-- Data to process follows --

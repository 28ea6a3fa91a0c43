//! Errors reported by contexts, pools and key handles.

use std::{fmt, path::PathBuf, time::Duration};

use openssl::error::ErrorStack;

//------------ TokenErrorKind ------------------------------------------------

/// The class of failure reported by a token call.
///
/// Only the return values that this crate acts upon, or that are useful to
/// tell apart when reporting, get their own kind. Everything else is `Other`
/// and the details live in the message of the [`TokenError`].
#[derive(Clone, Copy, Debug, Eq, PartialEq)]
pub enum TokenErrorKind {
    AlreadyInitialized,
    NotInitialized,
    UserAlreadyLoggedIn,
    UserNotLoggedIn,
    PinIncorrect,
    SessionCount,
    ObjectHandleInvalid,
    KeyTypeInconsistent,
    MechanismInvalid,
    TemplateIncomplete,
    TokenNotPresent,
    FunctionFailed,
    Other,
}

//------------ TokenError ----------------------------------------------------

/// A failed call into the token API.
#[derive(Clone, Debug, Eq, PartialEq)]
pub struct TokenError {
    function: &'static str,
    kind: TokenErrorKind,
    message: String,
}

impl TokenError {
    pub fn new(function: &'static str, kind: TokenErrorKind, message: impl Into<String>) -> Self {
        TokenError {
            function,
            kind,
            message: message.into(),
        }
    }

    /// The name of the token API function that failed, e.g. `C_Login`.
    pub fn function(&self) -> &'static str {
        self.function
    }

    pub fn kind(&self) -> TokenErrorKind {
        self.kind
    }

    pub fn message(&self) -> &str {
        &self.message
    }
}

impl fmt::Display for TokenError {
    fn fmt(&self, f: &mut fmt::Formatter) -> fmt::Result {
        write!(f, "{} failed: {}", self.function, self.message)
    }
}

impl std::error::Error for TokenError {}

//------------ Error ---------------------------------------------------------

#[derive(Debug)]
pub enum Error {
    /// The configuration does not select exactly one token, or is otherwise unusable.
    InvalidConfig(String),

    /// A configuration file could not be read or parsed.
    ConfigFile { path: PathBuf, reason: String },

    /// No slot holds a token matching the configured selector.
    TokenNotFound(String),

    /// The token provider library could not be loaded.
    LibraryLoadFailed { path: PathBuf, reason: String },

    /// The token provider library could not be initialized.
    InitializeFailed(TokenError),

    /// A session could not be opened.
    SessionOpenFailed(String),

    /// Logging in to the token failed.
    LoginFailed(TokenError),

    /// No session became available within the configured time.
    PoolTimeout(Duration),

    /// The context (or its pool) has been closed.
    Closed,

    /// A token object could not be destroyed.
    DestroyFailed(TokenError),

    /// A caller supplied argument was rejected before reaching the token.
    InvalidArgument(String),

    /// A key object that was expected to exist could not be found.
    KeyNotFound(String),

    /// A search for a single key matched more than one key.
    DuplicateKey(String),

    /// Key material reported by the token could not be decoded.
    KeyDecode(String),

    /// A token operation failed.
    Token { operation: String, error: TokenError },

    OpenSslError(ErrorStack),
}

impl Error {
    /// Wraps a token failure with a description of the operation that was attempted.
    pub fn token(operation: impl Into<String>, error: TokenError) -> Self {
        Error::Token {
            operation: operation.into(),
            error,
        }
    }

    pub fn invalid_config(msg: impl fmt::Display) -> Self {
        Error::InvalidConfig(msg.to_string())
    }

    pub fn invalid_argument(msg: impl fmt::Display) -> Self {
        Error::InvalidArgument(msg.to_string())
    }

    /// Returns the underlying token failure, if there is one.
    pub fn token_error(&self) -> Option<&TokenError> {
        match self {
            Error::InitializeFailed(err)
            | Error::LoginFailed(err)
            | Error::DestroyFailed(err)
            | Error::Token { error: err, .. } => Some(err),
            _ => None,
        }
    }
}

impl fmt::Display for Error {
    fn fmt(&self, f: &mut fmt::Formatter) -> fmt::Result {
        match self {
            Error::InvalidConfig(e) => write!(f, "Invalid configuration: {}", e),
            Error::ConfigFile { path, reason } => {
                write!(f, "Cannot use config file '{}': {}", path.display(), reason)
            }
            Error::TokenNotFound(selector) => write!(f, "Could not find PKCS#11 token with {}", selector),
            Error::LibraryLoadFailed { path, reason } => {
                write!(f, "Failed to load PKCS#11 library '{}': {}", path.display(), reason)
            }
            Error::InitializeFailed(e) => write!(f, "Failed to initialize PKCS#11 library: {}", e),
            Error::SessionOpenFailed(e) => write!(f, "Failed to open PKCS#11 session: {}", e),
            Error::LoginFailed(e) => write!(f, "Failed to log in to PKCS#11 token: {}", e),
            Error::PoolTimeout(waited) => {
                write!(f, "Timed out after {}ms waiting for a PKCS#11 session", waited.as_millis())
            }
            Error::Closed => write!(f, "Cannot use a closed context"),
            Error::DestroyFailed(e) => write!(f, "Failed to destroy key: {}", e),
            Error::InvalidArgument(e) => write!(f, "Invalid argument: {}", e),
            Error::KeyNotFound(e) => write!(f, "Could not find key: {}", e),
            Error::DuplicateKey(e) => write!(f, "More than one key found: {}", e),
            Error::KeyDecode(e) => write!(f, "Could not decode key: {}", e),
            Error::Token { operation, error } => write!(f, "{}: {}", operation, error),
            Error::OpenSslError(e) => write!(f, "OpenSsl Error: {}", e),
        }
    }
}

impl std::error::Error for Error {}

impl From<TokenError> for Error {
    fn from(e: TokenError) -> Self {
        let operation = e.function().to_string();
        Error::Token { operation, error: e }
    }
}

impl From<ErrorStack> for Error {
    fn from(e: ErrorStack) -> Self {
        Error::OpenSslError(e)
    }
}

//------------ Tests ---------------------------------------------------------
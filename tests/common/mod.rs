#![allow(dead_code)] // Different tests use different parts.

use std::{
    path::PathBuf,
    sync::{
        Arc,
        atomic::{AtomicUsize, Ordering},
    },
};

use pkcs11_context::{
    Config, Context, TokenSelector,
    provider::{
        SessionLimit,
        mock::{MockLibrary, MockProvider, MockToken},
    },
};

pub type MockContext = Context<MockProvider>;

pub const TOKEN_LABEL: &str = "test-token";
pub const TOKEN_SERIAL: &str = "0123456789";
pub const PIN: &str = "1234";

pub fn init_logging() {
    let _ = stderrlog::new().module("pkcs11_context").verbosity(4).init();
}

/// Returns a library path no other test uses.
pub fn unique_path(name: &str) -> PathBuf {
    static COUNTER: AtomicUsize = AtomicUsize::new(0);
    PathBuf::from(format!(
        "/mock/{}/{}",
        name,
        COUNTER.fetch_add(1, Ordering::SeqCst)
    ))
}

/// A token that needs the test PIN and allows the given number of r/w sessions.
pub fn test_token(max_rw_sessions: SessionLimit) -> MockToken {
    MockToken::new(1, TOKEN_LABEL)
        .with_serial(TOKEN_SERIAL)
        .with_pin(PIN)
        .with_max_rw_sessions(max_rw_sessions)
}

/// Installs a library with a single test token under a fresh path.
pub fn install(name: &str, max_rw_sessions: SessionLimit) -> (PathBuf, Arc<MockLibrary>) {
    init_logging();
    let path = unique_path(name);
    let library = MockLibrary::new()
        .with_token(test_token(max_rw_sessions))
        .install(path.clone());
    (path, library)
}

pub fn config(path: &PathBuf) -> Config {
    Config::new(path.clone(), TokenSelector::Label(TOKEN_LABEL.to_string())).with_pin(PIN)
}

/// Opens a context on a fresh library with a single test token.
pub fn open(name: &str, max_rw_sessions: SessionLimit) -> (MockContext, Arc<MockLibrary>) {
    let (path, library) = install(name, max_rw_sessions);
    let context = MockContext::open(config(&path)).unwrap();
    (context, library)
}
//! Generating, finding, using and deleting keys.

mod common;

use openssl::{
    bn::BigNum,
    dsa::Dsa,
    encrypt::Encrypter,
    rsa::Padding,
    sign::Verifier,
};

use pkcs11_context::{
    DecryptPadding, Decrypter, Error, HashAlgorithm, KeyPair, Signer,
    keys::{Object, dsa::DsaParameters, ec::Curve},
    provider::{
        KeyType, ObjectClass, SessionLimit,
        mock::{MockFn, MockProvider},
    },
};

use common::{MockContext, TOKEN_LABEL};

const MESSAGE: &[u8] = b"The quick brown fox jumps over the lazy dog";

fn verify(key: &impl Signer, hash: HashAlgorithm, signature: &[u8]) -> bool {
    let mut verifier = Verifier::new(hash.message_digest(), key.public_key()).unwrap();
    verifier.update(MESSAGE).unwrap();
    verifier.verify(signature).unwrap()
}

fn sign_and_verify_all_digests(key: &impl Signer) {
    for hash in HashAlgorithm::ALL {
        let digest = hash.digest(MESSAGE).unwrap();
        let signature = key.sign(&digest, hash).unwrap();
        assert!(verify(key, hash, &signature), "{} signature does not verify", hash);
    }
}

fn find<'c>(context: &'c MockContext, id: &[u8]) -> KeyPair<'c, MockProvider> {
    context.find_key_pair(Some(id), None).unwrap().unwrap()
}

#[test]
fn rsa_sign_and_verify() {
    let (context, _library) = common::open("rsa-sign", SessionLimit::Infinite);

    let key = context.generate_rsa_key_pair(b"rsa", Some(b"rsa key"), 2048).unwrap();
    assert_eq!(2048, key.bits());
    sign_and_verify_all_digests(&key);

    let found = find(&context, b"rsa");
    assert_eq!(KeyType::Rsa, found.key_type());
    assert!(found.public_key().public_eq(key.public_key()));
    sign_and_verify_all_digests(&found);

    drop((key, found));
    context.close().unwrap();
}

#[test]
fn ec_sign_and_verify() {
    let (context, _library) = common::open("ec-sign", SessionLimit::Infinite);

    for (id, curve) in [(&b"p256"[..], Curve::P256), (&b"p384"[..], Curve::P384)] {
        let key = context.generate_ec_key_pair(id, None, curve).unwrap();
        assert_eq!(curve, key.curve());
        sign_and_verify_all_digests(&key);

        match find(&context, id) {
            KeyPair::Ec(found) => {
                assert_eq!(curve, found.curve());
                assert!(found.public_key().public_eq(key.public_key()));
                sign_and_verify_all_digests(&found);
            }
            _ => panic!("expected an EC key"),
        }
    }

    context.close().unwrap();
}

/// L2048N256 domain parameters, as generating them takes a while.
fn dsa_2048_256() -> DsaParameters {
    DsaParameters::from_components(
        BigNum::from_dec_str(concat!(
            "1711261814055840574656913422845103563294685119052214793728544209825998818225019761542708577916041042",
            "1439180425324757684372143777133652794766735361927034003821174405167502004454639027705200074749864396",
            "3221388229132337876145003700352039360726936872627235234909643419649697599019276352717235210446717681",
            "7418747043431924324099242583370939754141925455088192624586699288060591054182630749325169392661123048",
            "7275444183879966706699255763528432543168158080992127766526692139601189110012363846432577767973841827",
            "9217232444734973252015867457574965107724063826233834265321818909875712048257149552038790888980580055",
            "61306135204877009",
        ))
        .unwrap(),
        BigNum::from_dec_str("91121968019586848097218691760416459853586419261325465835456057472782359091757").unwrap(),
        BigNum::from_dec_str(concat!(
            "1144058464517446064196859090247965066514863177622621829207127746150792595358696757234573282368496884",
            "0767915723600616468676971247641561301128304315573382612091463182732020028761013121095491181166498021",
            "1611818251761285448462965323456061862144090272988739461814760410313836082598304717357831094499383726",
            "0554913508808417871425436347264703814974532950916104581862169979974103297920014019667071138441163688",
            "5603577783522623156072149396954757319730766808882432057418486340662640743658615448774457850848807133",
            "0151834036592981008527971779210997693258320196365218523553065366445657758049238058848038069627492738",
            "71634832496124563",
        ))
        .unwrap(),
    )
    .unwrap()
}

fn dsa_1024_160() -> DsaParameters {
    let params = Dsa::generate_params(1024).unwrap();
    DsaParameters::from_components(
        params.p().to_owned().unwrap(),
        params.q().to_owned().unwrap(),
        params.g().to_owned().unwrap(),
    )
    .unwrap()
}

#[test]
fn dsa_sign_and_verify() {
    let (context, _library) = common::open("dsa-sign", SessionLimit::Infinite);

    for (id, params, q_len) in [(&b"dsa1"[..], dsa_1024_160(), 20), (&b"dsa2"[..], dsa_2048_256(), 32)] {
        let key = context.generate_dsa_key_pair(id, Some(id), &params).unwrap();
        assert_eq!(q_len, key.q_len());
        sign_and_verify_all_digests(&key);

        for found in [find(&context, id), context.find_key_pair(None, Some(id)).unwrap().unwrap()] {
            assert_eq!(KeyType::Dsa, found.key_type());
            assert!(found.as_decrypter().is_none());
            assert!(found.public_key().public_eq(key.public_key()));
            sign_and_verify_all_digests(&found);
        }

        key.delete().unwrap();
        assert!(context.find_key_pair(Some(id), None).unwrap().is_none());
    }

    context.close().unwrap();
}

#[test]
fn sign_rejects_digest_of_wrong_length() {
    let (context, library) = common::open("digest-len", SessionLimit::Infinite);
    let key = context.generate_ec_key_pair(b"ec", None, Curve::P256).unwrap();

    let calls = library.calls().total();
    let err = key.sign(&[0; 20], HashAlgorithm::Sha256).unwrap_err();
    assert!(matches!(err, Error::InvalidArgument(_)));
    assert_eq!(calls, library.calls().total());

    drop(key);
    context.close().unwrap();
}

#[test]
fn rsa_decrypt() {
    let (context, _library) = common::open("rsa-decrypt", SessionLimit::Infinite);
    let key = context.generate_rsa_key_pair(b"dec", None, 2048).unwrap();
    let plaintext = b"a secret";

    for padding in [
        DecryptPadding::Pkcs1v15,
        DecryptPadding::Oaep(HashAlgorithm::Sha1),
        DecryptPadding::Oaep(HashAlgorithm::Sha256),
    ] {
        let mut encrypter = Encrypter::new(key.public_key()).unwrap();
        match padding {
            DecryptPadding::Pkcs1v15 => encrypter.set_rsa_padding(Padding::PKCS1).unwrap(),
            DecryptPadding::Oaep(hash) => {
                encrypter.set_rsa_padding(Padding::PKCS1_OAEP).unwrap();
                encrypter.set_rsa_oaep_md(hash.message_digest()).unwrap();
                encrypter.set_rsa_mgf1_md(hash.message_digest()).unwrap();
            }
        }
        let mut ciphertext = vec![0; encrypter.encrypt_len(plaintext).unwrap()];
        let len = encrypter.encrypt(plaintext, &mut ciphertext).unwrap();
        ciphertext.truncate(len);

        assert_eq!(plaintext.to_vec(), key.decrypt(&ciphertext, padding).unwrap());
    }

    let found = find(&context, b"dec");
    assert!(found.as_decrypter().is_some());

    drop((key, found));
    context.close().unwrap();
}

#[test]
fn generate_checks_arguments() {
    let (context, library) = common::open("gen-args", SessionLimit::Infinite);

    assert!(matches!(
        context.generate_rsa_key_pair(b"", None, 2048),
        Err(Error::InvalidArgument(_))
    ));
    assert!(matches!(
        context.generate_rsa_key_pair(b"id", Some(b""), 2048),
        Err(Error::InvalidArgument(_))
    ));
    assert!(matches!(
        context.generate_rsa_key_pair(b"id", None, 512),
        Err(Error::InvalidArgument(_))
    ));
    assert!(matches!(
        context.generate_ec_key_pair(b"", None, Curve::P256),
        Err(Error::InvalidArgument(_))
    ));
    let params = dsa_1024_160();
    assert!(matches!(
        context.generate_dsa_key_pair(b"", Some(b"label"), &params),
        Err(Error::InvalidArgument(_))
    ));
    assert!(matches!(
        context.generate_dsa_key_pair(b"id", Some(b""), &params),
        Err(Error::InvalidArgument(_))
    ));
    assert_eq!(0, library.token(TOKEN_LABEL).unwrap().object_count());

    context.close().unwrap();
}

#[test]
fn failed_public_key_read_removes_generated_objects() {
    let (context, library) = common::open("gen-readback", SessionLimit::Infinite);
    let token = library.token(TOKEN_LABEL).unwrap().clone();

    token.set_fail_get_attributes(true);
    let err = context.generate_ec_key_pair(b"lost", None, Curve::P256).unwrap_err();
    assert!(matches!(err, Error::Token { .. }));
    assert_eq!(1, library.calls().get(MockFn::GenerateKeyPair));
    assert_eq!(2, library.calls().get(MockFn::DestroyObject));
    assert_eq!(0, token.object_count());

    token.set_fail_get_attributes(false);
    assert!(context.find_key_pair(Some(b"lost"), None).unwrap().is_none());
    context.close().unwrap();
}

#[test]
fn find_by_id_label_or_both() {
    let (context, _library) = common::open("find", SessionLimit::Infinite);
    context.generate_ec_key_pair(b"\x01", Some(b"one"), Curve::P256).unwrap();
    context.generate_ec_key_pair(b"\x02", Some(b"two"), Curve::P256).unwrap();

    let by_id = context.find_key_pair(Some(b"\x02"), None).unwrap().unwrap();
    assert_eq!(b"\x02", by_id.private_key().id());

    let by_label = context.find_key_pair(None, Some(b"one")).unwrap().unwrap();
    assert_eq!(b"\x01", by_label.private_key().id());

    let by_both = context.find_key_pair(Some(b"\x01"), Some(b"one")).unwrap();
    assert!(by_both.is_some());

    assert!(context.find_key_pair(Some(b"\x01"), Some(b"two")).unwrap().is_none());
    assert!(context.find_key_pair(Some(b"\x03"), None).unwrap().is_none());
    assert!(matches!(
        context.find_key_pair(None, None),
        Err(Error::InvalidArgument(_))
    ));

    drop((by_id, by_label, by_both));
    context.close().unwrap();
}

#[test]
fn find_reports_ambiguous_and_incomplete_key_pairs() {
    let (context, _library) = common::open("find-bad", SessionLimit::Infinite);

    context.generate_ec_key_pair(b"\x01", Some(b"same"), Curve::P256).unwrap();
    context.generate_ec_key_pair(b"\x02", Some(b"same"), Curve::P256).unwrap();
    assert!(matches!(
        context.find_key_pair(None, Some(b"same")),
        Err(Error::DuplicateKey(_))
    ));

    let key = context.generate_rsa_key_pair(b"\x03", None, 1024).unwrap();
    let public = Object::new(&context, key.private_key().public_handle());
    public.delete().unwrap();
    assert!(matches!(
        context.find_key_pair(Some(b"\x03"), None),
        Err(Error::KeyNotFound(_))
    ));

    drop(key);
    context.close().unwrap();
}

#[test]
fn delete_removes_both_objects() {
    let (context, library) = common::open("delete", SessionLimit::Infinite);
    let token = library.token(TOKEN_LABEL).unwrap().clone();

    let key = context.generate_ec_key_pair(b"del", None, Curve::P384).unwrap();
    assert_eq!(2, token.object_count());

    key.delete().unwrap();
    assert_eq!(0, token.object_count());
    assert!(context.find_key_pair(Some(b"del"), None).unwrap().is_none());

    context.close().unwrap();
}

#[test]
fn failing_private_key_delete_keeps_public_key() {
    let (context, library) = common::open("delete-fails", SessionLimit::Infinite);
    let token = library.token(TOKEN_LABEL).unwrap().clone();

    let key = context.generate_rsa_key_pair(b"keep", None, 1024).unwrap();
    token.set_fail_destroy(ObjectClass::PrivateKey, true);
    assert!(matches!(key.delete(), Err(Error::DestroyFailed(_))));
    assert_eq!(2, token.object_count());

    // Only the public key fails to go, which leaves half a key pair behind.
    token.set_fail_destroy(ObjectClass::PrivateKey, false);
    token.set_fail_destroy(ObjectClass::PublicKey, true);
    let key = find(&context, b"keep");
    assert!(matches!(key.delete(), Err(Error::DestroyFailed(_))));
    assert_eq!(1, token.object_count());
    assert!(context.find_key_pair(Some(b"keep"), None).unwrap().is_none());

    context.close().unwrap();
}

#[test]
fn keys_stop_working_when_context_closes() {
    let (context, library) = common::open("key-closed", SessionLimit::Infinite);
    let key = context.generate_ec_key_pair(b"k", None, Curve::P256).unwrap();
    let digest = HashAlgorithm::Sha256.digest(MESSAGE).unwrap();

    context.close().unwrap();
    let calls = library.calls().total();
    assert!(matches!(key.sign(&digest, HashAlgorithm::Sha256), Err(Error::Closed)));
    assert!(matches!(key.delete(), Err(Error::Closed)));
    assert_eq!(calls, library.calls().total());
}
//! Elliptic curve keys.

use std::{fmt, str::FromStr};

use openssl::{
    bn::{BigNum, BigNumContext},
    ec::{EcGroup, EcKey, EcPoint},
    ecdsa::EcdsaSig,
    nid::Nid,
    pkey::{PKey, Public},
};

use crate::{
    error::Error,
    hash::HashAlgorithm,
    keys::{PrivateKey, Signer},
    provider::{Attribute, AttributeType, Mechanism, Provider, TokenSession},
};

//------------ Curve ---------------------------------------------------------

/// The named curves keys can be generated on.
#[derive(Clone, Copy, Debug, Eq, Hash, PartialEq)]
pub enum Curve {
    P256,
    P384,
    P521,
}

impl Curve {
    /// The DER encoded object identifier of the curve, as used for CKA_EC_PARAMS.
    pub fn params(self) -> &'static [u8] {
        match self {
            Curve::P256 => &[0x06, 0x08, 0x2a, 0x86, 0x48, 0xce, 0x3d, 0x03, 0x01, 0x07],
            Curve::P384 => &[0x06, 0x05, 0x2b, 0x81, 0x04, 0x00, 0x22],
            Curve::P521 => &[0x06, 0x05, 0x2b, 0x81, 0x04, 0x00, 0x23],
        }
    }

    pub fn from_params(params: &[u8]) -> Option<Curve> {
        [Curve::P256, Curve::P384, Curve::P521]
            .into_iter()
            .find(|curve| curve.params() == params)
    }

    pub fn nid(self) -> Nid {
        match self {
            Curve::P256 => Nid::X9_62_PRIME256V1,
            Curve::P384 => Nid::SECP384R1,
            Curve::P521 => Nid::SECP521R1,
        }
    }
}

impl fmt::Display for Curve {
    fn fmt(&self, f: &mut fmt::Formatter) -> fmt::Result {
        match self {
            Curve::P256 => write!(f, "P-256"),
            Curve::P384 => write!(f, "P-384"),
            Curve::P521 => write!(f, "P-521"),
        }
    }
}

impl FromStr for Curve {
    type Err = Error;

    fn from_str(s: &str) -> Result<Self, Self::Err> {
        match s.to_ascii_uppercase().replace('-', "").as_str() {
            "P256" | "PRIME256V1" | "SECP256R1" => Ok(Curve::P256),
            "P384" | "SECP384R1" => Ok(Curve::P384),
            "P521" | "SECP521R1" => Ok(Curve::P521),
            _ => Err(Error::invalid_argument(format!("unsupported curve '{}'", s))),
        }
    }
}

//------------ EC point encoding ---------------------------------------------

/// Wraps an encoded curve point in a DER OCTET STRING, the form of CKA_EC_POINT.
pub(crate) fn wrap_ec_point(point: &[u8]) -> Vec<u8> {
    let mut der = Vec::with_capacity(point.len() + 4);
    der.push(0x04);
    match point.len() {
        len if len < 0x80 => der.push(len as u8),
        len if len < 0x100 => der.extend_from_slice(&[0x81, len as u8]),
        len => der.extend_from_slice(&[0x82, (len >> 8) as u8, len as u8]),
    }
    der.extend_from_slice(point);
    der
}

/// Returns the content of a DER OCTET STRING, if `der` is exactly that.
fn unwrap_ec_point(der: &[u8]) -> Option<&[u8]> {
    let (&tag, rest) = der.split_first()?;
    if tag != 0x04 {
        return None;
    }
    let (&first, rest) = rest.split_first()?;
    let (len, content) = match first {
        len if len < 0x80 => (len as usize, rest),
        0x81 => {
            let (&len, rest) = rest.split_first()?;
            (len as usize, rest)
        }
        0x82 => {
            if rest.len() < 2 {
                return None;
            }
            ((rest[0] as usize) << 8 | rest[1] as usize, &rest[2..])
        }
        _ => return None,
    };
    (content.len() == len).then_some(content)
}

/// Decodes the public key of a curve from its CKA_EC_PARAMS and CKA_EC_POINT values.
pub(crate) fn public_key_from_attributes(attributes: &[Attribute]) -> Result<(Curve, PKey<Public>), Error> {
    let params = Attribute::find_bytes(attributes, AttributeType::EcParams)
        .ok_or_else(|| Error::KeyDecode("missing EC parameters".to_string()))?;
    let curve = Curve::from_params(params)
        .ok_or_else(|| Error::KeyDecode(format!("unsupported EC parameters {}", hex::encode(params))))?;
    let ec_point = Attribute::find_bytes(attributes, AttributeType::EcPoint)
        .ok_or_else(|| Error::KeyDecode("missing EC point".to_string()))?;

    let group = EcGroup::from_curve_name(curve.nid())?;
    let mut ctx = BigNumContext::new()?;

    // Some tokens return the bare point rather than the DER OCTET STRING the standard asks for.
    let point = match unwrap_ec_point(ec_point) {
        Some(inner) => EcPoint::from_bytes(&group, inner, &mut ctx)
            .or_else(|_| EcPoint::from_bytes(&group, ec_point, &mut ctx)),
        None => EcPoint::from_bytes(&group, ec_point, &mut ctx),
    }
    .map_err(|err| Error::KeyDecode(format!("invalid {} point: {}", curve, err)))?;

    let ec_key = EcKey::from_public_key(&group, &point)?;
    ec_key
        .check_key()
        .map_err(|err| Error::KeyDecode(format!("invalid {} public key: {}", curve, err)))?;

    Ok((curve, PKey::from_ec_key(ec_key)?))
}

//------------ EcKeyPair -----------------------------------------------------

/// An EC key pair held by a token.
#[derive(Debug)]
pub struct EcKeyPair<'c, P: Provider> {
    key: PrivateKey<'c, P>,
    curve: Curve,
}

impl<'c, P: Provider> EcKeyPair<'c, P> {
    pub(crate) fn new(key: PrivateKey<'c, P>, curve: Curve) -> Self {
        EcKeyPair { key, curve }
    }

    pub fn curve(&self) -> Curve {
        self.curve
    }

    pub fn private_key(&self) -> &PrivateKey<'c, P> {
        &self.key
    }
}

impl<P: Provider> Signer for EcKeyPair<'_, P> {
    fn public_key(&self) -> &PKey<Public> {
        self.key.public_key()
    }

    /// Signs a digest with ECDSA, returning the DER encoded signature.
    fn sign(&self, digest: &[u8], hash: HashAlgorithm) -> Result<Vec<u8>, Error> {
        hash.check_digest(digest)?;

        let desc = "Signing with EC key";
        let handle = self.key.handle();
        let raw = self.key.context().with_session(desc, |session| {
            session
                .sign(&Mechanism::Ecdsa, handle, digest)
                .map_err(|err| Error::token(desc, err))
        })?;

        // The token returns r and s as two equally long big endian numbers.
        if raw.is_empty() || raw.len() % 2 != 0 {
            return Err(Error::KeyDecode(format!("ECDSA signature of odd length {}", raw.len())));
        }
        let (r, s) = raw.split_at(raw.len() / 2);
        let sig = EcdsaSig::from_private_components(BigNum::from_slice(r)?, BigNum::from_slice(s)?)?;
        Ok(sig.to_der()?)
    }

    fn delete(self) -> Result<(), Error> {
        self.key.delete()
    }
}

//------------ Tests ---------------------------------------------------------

-- Data to process concluded --

All lines of the entries above where "values" turns up should be reported.

Output for this exercise =
/// Only the return values that this crate acts upon, or that are useful to
/// Decodes the public key of a curve from its CKA_EC_PARAMS and CKA_EC_POINT values.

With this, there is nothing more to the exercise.